Four Lessons I Would Have Taught My 18-Year Old Self

As the son of two self-employed playwrights, our Co-founder and Co-CEO Harry Hastings has always had the self-belief and creative vision required to persevere. However, as we approach our 20th anniversary, Harry discusses four lessons he would have taught his younger self sooner in the final story of our Founder Series.

At the tender age of 18, I didn’t know a lot about the world – and certainly didn’t know much about running a business. But that’s the age I was when I first caught the travel bug and realised I wanted to build a career around making travel the best it can be for as many people as possible. Almost 20 years on, I’ve learned some valuable lessons – here are four that I would’ve told my 18 year old self.

Good judgement comes from experience and experience comes from bad judgement

It was 2012, the year of the London Olympics and Oceans Holidays was on a gold medal winning streak doing £30m of bookings a year. We’d brought in a business partner – someone with experience who we entrusted with our financial affairs and who we believed wanted to join us in growing the company. But all was not as it seemed. One day, it came to light that some supplier payments had been missed and our business partner hadn’t turned up to work nor answered his phone. A handful of us worked through the night to unpick what had happened and realised this was the tip of the iceberg. All in our twenties, us four founders realised we were staring down the barrel of a £1.8m black hole, with our business partner nowhere to be seen. Despite advice from a trusted advisor to walk away, we owed it to our 85 employees to persevere. With fire in our belly and sheer determination to survive, we worked round the clock for a week to write a five year business plan which satisfied those we needed the support of and ultimately led to our survival. Learning this valuable lesson the hard way made us tough and instilled in us all an unwavering commitment to being rigorous in the detail, laser focused on our numbers and ferocious in our governance.

As founders we work for the company and the people in it, not the other way round

To some, it might seem counter-intuitive to say that as founders we work for our staff and not that they work for us. But it’s a philosophy that has stood us in good stead and has led to us weathering the storms that have rocked the travel industry over almost 20 years. During the pandemic, when others closed their customer service lines and put staff on furlough, our staff got on the phones and reassured customers that we’d safeguard their holidays and ride out the storm together. In 2021 right in the midst of the turmoil, our staff’s commitment to helping Ocean Holidays customers navigate the chaos helped us almost double the size of our business from £40m to £77m between January to December of that year. And what’s more, we managed to do that and retain 85% of our staff. Today, we face new challenges: rising energy prices, a cost of living crisis and a looming recession.
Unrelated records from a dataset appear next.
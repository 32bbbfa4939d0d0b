//! # credswap
//!
//! Reloadable TLS credentials for long-running services.
//!
//! ## Overview
//!
//! credswap resolves which private-key/certificate material and which trust
//! material a TLS-terminating service uses, parses that material into signing
//! and verification handles, and swaps freshly parsed handles in whenever the
//! backing files change on disk. Handshakes in flight keep the handles they
//! started with; a broken file after startup never takes the service down.
//!
//! ## Features
//!
//! - **Layered Configuration**: a global scope plus per-profile overrides, resolved field by field
//! - **Two Material Formats**: PKCS#12 keystores and PEM key/certificate/CA files
//! - **Hot Reload**: file changes trigger a rebuild, success swaps atomically, failure keeps the last good credentials
//! - **Listeners**: `on_reload` / `on_failure` notifications per watched configuration
//! - **rustls Integration**: a certificate resolver and server config builder reading the live handles
//!
//! ## Quick Start
//!
//! ```rust,ignore
//! use std::sync::Arc;
//! use std::time::Duration;
//! use credswap::config::structs::settings::Settings;
//! use credswap::ssl::structs::credential_reloader::CredentialReloader;
//! use credswap::ssl::structs::environment::Environment;
//! use credswap::ssl::structs::tls_configuration::TlsConfiguration;
//! use credswap::watcher::structs::file_watch_service::FileWatchService;
//!
//! let settings = Settings::builder()
//!     .put("key.path", "server.key")
//!     .put("cert", "server.crt")
//!     .build();
//! let configuration = TlsConfiguration::resolve(&settings, None)?;
//! let reloader = Arc::new(CredentialReloader::new(configuration, Environment::default())?);
//! reloader.watch(Arc::new(FileWatchService::new(Duration::from_secs(5))?))?;
//! let server_config = credswap::ssl::ssl::create_server_config(reloader.clone())?;
//! ```
//!
//! ## Modules
//!
//! - [`common`] - Logging setup and shared helpers
//! - [`config`] - Flat settings maps and the TOML configuration file
//! - [`ssl`] - Material descriptors, credential building, reloading and rustls wiring
//! - [`structs`] - CLI argument parsing
//! - [`watcher`] - File change notification service

/// Common utilities and shared functionality.
///
/// Contains the logging setup and duration parsing used across modules.
pub mod common;

/// Configuration management module.
///
/// Flat dotted-key settings maps, TOML loading, and the binary's
/// configuration file model.
pub mod config;

/// TLS credential module.
///
/// Resolves key/trust material descriptors, builds signing and verification
/// handles from keystores or PEM files, and keeps them live across file
/// changes.
pub mod ssl;

/// CLI argument parsing.
pub mod structs;

/// File change notification.
///
/// A watch-service abstraction and a polling implementation on top of
/// `notify`.
pub mod watcher;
Our number one priority remains making sure our staff are comfortable. It’s them first, and selling holidays second. Which is why we’re investing in our staff now more than ever before. We’ve introduced a profit share scheme, pay rises and we have opted to be a real Living Wage provider, which we’ve back paid to January 2021. As we near the 20th anniversary of Ocean Holidays, I couldn’t be prouder that we’re on course to being rated a world class employer by the Best Companies engagement survey – although I do sometimes wonder if I’d have hired 18 year old Harry Hastings.
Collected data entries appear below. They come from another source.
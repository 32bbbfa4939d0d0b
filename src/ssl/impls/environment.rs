use std::path::{Path, PathBuf};
use crate::ssl::structs::environment::Environment;

impl Environment {
    pub fn new<P: Into<PathBuf>>(config_dir: P) -> Self {
        Self {
            config_dir: Some(config_dir.into()),
        }
    }

    pub fn config_dir(&self) -> Option<&Path> {
        self.config_dir.as_deref()
    }

    /// Relative paths are taken relative to the configuration directory, when
    /// one is set.
    pub fn resolve_path(&self, path: &Path) -> PathBuf {
        match &self.config_dir {
            Some(dir) if path.is_relative() => dir.join(path),
            _ => path.to_path_buf()
        }
    }
}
A band of brothers will build a brilliant business

The Ox brothers and the Hastings brothers come from very different backgrounds. Their Dad was a Romford market trader. Our parents were both playwrights. Yet we all shared a passion for travel and all had the self-belief instilled in us by our self-employed parents that we could one day run our own business. Daniel Ox ran the tuck shop at school – that was his early, sticky-fingered education on supply and demand. South of the Thames in Brixton, I was a keen ice hockey player. The game teaches you resilience, teamwork and as the greatest player of all time Wayne Gretzky famously said ‘you miss 100% of the shots you don’t take’ – a philosophy that has always resonated with me. The Hastings and Ox brothers have long since hung up the skates and closed the tuck shop – and we’ve all found our cornerstones within the business. I look after our people and business planning along with our profit and loss with our Finance Director. George is responsible for our flights and relationships with our airline partners, Dan looks after the innovation and technology part of the business, and David – one of the UK’s top travel managers for high-net-worth’s and SME’s – is responsible for our personalised travel management business, Winged Boots.

Doing the right thing is best for business and the world we live in

The pandemic was a strange time, and the entire travel sector was nervous. In the midst of the turmoil, our colleagues’ commitment to helping our customers navigate the chaos helped us to become the UK’s fastest growing travel company according to ATOL reports. I have learnt that doing the right thing, looking after your employees, your community and the world around you, as well as being truly inclusive is good for business. As an 18-year-old founder in my early years, I would have passed off such altruism as a distraction from growing the business – believing these were qualities only highly funded big brands could afford to indulge. As it turns out, thinking beyond short-term revenue goals and focusing instead on doing the right thing for the wider world we live in pays off.